◆ **Your goal**
Reproduce, from the lines below, exactly the stretch that begins at the line containing "Some(idx) => self" and ends at the line containing "from_idx = *self.node_index.get(from).ok_or_else(unreachable)?;", both included.

◆ **Given data**
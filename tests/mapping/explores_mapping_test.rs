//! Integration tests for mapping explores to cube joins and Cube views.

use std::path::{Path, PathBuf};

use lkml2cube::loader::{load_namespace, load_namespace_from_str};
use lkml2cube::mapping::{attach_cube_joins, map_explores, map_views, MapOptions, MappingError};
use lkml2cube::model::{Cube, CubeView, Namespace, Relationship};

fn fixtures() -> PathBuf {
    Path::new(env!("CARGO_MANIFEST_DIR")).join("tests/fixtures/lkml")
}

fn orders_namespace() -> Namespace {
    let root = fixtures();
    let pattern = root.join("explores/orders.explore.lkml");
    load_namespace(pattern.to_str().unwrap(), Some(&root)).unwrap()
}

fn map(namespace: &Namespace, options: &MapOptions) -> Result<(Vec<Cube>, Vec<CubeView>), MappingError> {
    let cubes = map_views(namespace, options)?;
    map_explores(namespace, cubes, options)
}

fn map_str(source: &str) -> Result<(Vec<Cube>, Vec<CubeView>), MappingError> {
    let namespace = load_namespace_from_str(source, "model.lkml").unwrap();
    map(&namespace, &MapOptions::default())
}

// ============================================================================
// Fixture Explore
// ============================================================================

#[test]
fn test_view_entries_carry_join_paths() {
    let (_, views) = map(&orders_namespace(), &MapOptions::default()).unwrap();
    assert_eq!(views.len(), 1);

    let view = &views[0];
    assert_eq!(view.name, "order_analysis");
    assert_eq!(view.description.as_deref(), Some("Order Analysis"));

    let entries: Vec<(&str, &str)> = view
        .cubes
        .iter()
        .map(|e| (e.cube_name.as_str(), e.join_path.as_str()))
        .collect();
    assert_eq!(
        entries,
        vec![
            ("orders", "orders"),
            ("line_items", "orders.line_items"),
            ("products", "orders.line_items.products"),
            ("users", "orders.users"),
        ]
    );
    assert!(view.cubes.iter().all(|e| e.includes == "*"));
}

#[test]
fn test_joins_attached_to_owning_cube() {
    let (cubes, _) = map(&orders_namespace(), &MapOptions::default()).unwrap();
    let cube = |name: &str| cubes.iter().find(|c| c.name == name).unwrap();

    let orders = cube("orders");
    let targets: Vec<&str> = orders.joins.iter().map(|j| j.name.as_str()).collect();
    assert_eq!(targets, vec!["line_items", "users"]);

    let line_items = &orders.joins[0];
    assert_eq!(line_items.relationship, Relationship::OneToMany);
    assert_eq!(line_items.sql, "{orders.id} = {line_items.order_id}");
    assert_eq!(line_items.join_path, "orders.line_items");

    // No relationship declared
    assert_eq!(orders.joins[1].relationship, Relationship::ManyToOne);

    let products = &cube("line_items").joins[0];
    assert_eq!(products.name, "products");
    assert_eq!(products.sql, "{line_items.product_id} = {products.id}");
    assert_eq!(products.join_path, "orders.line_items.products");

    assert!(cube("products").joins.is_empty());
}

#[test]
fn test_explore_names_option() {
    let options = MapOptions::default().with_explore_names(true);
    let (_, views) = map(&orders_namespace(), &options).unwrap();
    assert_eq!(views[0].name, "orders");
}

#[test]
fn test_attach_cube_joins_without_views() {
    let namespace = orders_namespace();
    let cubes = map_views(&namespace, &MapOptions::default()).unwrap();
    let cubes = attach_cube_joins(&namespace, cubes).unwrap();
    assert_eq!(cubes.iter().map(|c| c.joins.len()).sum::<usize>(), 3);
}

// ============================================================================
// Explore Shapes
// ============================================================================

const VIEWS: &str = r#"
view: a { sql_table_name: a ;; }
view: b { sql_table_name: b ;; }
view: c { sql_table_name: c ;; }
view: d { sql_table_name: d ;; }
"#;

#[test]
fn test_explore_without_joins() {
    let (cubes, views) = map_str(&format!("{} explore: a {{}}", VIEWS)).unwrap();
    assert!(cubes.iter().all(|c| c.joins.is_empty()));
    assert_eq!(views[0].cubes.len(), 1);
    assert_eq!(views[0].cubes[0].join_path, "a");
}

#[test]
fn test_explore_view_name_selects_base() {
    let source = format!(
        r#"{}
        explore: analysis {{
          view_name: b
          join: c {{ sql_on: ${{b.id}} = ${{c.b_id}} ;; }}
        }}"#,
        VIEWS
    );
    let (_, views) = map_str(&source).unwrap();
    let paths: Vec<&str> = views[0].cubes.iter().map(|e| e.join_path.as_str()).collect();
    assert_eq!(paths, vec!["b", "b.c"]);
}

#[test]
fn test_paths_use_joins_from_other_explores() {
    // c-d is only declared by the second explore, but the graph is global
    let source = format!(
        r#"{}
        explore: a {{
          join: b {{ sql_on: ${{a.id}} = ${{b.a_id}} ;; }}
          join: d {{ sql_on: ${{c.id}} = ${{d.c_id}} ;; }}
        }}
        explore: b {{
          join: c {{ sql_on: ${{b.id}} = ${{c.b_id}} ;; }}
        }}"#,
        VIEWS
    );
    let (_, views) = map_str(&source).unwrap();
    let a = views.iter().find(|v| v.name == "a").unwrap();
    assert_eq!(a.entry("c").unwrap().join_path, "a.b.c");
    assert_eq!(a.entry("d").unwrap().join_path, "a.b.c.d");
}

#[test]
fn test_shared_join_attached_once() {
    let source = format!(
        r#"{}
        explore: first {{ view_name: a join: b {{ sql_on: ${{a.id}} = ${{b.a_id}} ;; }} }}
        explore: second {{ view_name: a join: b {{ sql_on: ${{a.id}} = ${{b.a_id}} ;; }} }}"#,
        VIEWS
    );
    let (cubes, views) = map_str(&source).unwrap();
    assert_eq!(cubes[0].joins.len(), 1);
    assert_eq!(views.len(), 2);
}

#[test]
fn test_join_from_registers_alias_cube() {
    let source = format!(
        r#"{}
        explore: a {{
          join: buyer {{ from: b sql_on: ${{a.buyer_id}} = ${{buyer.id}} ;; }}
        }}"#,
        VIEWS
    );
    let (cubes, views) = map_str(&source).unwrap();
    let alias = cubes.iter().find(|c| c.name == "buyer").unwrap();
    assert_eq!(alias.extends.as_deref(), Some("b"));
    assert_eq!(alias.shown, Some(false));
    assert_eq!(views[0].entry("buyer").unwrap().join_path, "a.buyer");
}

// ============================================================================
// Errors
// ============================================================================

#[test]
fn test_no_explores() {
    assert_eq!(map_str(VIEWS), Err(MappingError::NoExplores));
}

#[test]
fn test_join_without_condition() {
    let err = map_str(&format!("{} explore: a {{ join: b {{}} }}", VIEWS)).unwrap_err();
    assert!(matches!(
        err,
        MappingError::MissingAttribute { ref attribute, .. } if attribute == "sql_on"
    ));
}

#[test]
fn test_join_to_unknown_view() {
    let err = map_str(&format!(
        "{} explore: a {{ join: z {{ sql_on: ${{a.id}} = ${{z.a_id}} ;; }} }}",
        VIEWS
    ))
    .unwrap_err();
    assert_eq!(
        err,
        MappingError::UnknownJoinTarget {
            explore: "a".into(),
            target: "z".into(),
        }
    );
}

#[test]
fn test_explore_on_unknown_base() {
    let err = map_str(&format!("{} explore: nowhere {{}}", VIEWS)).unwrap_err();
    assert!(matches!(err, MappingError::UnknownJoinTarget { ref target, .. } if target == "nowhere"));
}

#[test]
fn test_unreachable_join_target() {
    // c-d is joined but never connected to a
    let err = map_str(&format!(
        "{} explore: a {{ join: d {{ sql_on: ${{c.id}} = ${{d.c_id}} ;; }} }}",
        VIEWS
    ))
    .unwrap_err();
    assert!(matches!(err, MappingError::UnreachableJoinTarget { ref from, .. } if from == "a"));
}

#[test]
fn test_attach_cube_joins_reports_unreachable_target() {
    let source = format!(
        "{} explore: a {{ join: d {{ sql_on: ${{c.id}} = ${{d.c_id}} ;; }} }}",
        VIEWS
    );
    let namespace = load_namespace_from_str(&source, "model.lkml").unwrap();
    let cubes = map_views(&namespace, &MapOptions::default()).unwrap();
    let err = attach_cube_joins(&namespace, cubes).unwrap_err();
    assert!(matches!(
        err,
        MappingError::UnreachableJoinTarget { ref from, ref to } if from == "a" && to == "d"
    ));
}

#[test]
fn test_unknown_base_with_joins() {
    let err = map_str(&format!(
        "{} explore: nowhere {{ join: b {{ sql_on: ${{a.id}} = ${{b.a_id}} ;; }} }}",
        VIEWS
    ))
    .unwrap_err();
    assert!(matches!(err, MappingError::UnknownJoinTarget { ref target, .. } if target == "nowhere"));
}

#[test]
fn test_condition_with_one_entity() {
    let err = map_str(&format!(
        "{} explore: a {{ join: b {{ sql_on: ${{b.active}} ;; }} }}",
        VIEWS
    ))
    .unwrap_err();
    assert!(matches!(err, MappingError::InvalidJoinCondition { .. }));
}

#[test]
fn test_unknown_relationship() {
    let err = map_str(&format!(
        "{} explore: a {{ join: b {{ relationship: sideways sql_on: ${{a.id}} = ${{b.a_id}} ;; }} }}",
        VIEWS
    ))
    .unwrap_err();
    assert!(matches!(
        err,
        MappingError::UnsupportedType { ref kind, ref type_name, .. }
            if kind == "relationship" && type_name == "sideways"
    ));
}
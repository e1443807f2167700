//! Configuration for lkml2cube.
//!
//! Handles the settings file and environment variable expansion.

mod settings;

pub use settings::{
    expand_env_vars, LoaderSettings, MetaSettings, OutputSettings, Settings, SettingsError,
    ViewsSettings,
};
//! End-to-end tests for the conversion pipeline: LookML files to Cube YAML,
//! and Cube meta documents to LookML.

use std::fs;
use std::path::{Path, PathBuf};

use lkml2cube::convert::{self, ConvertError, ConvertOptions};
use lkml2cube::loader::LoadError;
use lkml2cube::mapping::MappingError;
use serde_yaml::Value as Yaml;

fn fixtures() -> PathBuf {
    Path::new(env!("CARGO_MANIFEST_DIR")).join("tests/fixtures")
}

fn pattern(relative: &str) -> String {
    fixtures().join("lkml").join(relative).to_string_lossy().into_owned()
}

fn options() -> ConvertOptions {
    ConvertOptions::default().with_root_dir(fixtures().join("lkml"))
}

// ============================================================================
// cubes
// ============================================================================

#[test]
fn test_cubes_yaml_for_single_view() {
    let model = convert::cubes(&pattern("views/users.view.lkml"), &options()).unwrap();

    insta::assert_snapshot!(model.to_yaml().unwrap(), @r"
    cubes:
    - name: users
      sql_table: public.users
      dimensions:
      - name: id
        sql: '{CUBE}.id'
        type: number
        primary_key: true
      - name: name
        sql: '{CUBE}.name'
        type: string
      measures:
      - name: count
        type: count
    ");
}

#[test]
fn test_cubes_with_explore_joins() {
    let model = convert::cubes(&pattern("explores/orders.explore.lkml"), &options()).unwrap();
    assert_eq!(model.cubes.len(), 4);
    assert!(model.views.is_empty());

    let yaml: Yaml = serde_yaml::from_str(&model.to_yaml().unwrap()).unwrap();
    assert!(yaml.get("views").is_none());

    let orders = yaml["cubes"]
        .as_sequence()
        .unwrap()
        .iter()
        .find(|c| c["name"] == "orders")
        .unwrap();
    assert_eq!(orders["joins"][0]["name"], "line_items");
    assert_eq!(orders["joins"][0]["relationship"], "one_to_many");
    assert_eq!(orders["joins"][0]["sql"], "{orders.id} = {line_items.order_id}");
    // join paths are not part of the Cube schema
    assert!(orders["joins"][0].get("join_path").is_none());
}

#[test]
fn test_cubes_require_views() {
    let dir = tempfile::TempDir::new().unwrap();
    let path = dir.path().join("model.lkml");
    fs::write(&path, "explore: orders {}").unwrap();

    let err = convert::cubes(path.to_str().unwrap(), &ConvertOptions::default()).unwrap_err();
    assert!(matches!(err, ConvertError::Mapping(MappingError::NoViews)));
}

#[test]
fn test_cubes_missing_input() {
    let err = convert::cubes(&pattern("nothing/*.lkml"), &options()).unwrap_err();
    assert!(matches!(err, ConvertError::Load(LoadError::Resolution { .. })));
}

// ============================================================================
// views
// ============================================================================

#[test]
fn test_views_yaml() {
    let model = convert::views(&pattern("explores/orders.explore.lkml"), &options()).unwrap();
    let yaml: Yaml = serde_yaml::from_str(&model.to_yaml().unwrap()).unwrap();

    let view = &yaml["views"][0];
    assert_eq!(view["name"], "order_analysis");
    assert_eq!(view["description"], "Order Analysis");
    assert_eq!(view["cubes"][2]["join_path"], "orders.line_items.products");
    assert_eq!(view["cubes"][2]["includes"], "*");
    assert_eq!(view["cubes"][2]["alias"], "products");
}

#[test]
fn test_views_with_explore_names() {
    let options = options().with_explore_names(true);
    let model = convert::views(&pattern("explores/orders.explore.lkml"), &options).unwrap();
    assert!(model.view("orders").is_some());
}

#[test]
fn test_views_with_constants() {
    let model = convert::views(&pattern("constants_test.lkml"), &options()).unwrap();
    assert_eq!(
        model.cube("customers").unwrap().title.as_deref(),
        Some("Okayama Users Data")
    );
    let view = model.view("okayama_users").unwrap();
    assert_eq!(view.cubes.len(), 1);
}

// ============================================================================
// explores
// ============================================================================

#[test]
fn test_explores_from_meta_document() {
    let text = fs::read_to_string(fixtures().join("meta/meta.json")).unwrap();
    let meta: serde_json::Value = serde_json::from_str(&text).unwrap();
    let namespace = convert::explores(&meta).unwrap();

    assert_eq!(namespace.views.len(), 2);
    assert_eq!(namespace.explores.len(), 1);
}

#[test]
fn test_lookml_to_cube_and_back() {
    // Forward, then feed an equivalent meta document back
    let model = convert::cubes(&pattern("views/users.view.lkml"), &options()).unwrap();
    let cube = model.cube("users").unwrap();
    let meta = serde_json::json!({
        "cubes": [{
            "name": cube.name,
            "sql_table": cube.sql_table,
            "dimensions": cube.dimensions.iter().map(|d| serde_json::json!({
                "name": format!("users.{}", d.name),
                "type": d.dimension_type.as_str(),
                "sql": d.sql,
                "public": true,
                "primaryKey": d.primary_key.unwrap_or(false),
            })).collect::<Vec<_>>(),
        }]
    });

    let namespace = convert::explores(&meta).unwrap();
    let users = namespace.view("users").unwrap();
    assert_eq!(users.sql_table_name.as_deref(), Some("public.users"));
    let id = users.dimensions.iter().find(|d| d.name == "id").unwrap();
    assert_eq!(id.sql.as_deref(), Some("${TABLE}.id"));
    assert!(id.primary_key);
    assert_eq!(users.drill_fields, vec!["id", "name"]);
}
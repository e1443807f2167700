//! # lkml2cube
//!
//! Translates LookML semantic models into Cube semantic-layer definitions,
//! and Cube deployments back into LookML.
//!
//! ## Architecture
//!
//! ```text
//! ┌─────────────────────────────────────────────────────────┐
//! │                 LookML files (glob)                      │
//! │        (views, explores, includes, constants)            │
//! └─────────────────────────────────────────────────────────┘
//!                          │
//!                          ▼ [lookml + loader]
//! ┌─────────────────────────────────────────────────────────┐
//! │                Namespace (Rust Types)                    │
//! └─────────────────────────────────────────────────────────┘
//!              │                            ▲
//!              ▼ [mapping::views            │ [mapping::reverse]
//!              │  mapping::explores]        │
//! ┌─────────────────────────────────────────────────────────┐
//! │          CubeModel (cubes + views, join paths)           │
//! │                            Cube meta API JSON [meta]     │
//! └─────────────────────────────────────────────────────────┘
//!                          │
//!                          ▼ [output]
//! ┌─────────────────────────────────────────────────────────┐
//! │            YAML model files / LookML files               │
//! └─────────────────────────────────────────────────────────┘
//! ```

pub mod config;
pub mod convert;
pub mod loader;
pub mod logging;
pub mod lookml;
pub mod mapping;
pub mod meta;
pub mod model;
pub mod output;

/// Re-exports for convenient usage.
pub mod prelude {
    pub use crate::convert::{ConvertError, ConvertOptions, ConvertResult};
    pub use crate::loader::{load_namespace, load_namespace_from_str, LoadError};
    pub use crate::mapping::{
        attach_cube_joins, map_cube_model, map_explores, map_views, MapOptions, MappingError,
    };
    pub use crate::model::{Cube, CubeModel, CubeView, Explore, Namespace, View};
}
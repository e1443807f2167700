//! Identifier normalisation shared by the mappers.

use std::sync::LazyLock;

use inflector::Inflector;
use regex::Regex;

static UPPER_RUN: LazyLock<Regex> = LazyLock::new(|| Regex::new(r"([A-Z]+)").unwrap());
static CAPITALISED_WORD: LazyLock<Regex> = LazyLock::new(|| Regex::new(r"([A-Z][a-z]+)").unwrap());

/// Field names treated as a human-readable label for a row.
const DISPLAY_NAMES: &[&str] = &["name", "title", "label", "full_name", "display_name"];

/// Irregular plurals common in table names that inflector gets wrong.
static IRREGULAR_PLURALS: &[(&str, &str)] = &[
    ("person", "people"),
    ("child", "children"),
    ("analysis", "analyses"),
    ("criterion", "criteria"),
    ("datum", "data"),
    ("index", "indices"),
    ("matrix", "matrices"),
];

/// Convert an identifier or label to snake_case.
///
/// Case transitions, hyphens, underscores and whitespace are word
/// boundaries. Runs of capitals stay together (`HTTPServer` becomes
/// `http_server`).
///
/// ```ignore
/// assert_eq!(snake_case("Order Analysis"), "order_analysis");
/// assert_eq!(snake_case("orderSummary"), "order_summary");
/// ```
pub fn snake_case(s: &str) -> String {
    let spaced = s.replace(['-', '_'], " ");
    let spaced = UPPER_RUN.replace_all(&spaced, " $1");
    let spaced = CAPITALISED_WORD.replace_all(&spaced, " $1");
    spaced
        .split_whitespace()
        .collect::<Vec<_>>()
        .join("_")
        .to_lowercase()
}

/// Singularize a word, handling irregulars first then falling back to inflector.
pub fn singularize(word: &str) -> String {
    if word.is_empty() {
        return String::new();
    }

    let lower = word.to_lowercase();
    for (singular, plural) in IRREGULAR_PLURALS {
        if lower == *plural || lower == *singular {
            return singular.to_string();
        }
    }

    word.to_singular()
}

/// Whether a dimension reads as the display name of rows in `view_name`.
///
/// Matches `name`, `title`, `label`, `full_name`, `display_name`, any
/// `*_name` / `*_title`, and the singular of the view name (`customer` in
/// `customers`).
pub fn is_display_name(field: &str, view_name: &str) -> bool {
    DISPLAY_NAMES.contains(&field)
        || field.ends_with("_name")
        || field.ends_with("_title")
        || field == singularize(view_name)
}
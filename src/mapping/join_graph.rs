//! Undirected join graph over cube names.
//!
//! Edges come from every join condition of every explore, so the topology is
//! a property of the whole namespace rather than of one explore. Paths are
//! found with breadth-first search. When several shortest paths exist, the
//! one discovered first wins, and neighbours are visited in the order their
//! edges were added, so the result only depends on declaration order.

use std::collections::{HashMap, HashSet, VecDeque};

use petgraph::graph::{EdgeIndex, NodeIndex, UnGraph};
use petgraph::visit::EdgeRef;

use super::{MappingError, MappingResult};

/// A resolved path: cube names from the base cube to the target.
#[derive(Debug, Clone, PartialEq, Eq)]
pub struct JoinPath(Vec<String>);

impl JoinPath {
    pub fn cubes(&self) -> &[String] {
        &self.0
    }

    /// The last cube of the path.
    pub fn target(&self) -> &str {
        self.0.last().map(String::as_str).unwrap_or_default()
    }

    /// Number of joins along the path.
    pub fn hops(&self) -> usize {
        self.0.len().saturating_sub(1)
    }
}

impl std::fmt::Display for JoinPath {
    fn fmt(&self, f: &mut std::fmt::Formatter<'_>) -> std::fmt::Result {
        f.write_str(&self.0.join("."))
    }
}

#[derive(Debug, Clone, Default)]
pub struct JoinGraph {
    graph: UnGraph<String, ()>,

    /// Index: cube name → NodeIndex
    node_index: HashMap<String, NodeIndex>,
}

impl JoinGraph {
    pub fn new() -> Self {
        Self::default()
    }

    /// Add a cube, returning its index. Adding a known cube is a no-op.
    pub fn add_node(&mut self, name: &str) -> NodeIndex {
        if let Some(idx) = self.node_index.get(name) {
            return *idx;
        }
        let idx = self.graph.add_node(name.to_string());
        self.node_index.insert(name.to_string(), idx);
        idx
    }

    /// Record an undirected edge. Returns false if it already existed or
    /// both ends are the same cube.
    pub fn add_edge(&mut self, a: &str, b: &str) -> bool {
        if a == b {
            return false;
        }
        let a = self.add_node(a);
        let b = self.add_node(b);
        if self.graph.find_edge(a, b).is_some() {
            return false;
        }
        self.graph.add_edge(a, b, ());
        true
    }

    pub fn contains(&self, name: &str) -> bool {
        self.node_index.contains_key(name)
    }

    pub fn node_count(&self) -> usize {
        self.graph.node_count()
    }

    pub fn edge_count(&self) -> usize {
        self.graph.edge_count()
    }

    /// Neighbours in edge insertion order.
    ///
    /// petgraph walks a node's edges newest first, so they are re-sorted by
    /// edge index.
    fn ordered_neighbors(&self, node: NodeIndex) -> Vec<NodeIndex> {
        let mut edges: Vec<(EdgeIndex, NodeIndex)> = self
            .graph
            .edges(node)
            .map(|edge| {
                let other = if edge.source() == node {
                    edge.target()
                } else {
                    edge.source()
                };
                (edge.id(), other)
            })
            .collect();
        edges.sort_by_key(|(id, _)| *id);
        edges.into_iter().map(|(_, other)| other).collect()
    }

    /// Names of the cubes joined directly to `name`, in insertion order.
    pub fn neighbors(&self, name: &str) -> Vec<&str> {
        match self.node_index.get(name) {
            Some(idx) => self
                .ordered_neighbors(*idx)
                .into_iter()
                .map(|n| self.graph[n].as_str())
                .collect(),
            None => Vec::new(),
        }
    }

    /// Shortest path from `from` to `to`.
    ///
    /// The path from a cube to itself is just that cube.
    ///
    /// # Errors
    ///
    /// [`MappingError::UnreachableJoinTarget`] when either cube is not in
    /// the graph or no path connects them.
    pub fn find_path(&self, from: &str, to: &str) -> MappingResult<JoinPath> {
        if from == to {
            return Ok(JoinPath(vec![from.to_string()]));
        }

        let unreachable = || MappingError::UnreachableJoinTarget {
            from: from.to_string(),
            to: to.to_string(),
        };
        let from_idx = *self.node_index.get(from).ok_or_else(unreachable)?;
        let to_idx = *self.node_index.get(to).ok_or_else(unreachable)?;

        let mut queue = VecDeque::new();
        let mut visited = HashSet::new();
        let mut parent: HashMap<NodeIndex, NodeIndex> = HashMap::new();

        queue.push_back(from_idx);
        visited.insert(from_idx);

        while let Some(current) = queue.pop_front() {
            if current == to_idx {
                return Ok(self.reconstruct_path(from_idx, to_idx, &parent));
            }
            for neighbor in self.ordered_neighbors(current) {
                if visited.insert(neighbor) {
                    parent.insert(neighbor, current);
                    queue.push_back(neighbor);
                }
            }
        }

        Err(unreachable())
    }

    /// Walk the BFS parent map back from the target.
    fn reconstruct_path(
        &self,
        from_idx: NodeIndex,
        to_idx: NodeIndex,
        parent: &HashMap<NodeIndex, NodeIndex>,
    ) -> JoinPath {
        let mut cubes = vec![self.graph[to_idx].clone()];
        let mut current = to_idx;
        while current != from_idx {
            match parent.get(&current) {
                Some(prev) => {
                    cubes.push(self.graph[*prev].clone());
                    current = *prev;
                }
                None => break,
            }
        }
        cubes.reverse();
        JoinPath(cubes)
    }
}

◆ **Result**
            Some(idx) => self
                .ordered_neighbors(*idx)
                .into_iter()
                .map(|n| self.graph[n].as_str())
                .collect(),
            None => Vec::new(),
        }
    }

    /// Shortest path from `from` to `to`.
    ///
    /// The path from a cube to itself is just that cube.
    ///
    /// # Errors
    ///
    /// [`MappingError::UnreachableJoinTarget`] when either cube is not in
    /// the graph or no path connects them.
    pub fn find_path(&self, from: &str, to: &str) -> MappingResult<JoinPath> {
        if from == to {
            return Ok(JoinPath(vec![from.to_string()]));
        }

        let unreachable = || MappingError::UnreachableJoinTarget {
            from: from.to_string(),
            to: to.to_string(),
        };
        let from_idx = *self.node_index.get(from).ok_or_else(unreachable)?;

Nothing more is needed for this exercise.